## Assigned task
Your reply should contain only the line with "tokio::time::sleep(Duration::from_millis(100)).await;" and the lines after it through the end of the data, each written out exactly.

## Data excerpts
use anyhow::Result;
use sqlx::postgres::PgRow;
use sqlx::Row;
use uuid::Uuid;

use crate::domain::user::{FollowCounts, User, UserSummary};
use crate::domain::DomainError;
use crate::infra::db::Db;

#[derive(Clone)]
pub struct UserService {
    db: Db,
}

impl UserService {
    pub fn new(db: Db) -> Self {
        Self { db }
    }

    pub async fn get_user(&self, user_id: i64) -> Result<Option<User>> {
        let row = sqlx::query(
            "SELECT id, user_uuid, username, email, profile_image, created_at \
             FROM users WHERE id = $1",
        )
        .bind(user_id)
        .fetch_optional(self.db.pool())
        .await?;

        Ok(row.map(|row| user_from_row(&row)))
    }

    pub async fn get_by_uuid(&self, user_uuid: Uuid) -> Result<Option<User>> {
        let row = sqlx::query(
            "SELECT id, user_uuid, username, email, profile_image, created_at \
             FROM users WHERE user_uuid = $1",
        )
        .bind(user_uuid)
        .fetch_optional(self.db.pool())
        .await?;

        Ok(row.map(|row| user_from_row(&row)))
    }

    /// Like `get_by_uuid`, but a missing user is a `DomainError::NotFound`.
    pub async fn require_by_uuid(&self, user_uuid: Uuid) -> Result<User> {
        self.get_by_uuid(user_uuid)
            .await?
            .ok_or_else(|| DomainError::NotFound("user").into())
    }

    pub async fn update_profile_image(&self, user_id: i64, image_key: &str) -> Result<Option<User>> {
        let row = sqlx::query(
            "UPDATE users SET profile_image = $2 \
             WHERE id = $1 \
             RETURNING id, user_uuid, username, email, profile_image, created_at",
        )
        .bind(user_id)
        .bind(image_key)
        .fetch_optional(self.db.pool())
        .await?;

        Ok(row.map(|row| user_from_row(&row)))
    }

    /// Most recent followers first.
    pub async fn list_followers(&self, user_id: i64, limit: i64) -> Result<Vec<UserSummary>> {
        let rows = sqlx::query(
            "SELECT u.username, u.user_uuid, u.profile_image \
             FROM follows f \
             JOIN users u ON u.id = f.follower_id \
             WHERE f.following_id = $1 \
             ORDER BY f.created_at DESC, f.follower_id DESC \
             LIMIT $2",
        )
        .bind(user_id)
        .bind(limit)
        .fetch_all(self.db.pool())
        .await?;

        Ok(rows.iter().map(summary_from_row).collect())
    }

    /// Most recently followed first.
    pub async fn list_following(&self, user_id: i64, limit: i64) -> Result<Vec<UserSummary>> {
        let rows = sqlx::query(
            "SELECT u.username, u.user_uuid, u.profile_image \
             FROM follows f \
             JOIN users u ON u.id = f.following_id \
             WHERE f.follower_id = $1 \
             ORDER BY f.created_at DESC, f.following_id DESC \
             LIMIT $2",
        )
        .bind(user_id)
        .bind(limit)
        .fetch_all(self.db.pool())
        .await?;

        Ok(rows.iter().map(summary_from_row).collect())
    }

    pub async fn follow_counts(&self, user_id: i64) -> Result<FollowCounts> {
        let row = sqlx::query(
            "SELECT \
                (SELECT COUNT(*) FROM follows WHERE following_id = $1) AS followers_count, \
                (SELECT COUNT(*) FROM follows WHERE follower_id = $1) AS following_count",
        )
        .bind(user_id)
        .fetch_one(self.db.pool())
        .await?;

        Ok(FollowCounts {
            followers_count: row.get("followers_count"),
            following_count: row.get("following_count"),
        })
    }

    pub async fn is_following(&self, follower_id: i64, following_id: i64) -> Result<bool> {
        let exists: bool = sqlx::query_scalar(
            "SELECT EXISTS (SELECT 1 FROM follows WHERE follower_id = $1 AND following_id = $2)",
        )
        .bind(follower_id)
        .bind(following_id)
        .fetch_one(self.db.pool())
        .await?;

        Ok(exists)
    }
}

pub(crate) fn user_from_row(row: &PgRow) -> User {
    User {
        id: row.get("id"),
        user_uuid: row.get("user_uuid"),
        username: row.get("username"),
        email: row.get("email"),
        profile_image: row.get("profile_image"),
        profile_image_url: None,
        created_at: row.get("created_at"),
    }
}

pub(crate) fn summary_from_row(row: &PgRow) -> UserSummary {
    UserSummary {
        username: row.get("username"),
        uuid: row.get("user_uuid"),
        profile_image: row.get("profile_image"),
        image: None,
    }
}
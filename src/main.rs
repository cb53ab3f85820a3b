//! # STT Gateway - Main Application Entry Point
//!
//! Speech-to-text service: batch jobs, synchronous uploads and live
//! WebSocket streaming, all sharing one Whisper model.
//!
//! ## Key Rust Concepts Used:
//! - **async/await**: the HTTP side runs on actix's tokio runtime
//! - **OS threads**: job workers block on the queue and the engine, so they
//!   live outside the async runtime
//! - **Arc**: the model manager and job queue are shared by everything
//! - **static**: the shutdown flag lives for the whole program
//!
//! ## Application Architecture:
//! - **config**: layered configuration (defaults, `config.toml`, environment)
//! - **audio**: ffmpeg normalization, voice activity segmentation, streaming sessions
//! - **transcription**: the engine contract, Whisper, and the model manager
//! - **jobs**: the job registry and its worker pool
//! - **handlers** / **websocket** / **health**: the HTTP surface
//! - **error**: pipeline errors and their HTTP responses

mod audio;
mod config;
mod device;
mod error;
mod handlers;
mod health;
mod jobs;
mod state;
mod transcription;
mod websocket;

use actix_cors::Cors;
use actix_web::{web, App, HttpServer};
use anyhow::Result;
use config::AppConfig;
use jobs::{JobQueue, WorkerPool};
use state::AppState;
use std::sync::atomic::{AtomicBool, Ordering};
use std::sync::Arc;
use std::time::Duration;
use tracing::{error, info};
use tracing_actix_web::TracingLogger;
use tracing_subscriber::{layer::SubscriberExt, util::SubscriberInitExt};
use transcription::ModelManager;

/// Set by the signal handlers; polled by [`wait_for_shutdown`].
static SHUTDOWN_SIGNAL: AtomicBool = AtomicBool::new(false);

/// ## Startup order:
/// 1. Configuration and logging
/// 2. Model manager, with the model loading in the background
/// 3. Job queue, worker pool and the retention sweep
/// 4. HTTP server, until a shutdown signal arrives
///
/// ## Shutdown:
/// The server stops accepting connections first, then the queue closes and
/// the workers finish whatever job they hold.
#[actix_web::main]
async fn main() -> Result<()> {
    dotenv::dotenv().ok();
    init_tracing()?;

    let config = AppConfig::load()?;
    config.validate()?;

    info!("Starting stt-gateway v{}", env!("CARGO_PKG_VERSION"));
    info!("Configuration loaded: {}:{}", config.server.host, config.server.port);
    info!(
        model = %config.models.whisper_model,
        device = %config.models.device,
        workers = config.jobs.worker_count,
        "Transcription settings"
    );

    let manager = Arc::new(ModelManager::new(
        config.models.whisper_model.clone(),
        config.models.device.clone(),
    ));
    manager.spawn_load(&config.models);

    let queue = Arc::new(JobQueue::new());
    let app_state = AppState::new(config.clone(), Arc::clone(&manager), Arc::clone(&queue));
    let pool = WorkerPool::start(
        config.jobs.worker_count,
        Arc::clone(&queue),
        Arc::clone(&manager),
        app_state.normalizer.clone(),
    )?;
    spawn_retention_sweep(Arc::clone(&queue), &config);

    let bind_addr = format!("{}:{}", config.server.host, config.server.port);
    setup_signal_handlers()?;

    info!("Starting HTTP server on {}", bind_addr);

    let server = HttpServer::new(move || {
        let cors = Cors::default()
            .allow_any_origin()
            .allow_any_method()
            .allow_any_header()
            .max_age(3600);

        App::new()
            .app_data(web::Data::new(app_state.clone()))
            .wrap(cors)
            .wrap(TracingLogger::default())
            .service(
                web::scope("/api/v1")
                    .route("/health", web::get().to(health::health_check))
                    .route("/config", web::get().to(handlers::get_config))
                    .route("/transcribe", web::post().to(handlers::transcribe_file))
                    .route("/transcribe/jobs", web::post().to(handlers::submit_job))
                    .route("/jobs", web::post().to(handlers::submit_job))
                    .route("/jobs/{job_id}", web::get().to(handlers::get_job)),
            )
            .route("/ws/transcribe", web::get().to(websocket::transcribe_websocket))
            .route("/health", web::get().to(health::health_check))
            .route("/ping", web::get().to(health::ping))
            .route("/", web::get().to(health::service_info))
    })
    .bind(&bind_addr)?
    .run();

    let server_handle = server.handle();
    let server_task = tokio::spawn(server);

    tokio::select! {
        result = server_task => {
            match result {
                Ok(server_result) => {
                    if let Err(e) = server_result {
                        error!("Server error: {}", e);
                    }
                }
                Err(e) => {
                    error!("Server task error: {}", e);
                }
            }
        }
        _ = wait_for_shutdown() => {
            info!("Shutdown signal received, stopping server...");
            server_handle.stop(true).await;
        }
    }

    info!("Waiting for job workers to finish");
    if let Err(e) = tokio::task::spawn_blocking(move || pool.shutdown()).await {
        error!("Worker pool shutdown failed: {}", e);
    }

    info!("Server stopped gracefully");
    Ok(())
}

/// `RUST_LOG` wins; otherwise debug for this crate and info for actix.
fn init_tracing() -> Result<()> {
    tracing_subscriber::registry()
        .with(
            tracing_subscriber::EnvFilter::try_from_default_env()
                .unwrap_or_else(|_| "stt_gateway=debug,actix_web=info".into()),
        )
        .with(tracing_subscriber::fmt::layer())
        .init();

    Ok(())
}

/// Periodically drop finished and failed jobs older than the retention window.
fn spawn_retention_sweep(queue: Arc<JobQueue>, config: &AppConfig) {
    if config.jobs.retention_seconds == 0 {
        info!("Job retention disabled; results are kept until restart");
        return;
    }

    let retention = Duration::from_secs(config.jobs.retention_seconds);
    let mut interval = tokio::time::interval(Duration::from_secs(config.jobs.sweep_interval_seconds));
    tokio::spawn(async move {
        loop {
            interval.tick().await;
            let purged = queue.purge_older_than(retention);
            if purged > 0 {
                info!(purged, "Purged expired jobs");
            }
        }
    });
}

/// Listen for SIGTERM and SIGINT and raise [`SHUTDOWN_SIGNAL`].
fn setup_signal_handlers() -> Result<()> {
    use tokio::signal::unix::{signal, SignalKind};

    let mut sigterm = signal(SignalKind::terminate())?;
    let mut sigint = signal(SignalKind::interrupt())?;

    tokio::spawn(async move {
        tokio::select! {
            _ = sigterm.recv() => {
                info!("Received SIGTERM");
            }
            _ = sigint.recv() => {
                info!("Received SIGINT");
            }
        }

        SHUTDOWN_SIGNAL.store(true, Ordering::SeqCst);
    });

    Ok(())
}

async fn wait_for_shutdown() {
    while !SHUTDOWN_SIGNAL.load(Ordering::SeqCst) {
        tokio::time::sleep(Duration::from_millis(100)).await;
    }
}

## Output for this task
        tokio::time::sleep(Duration::from_millis(100)).await;
    }
}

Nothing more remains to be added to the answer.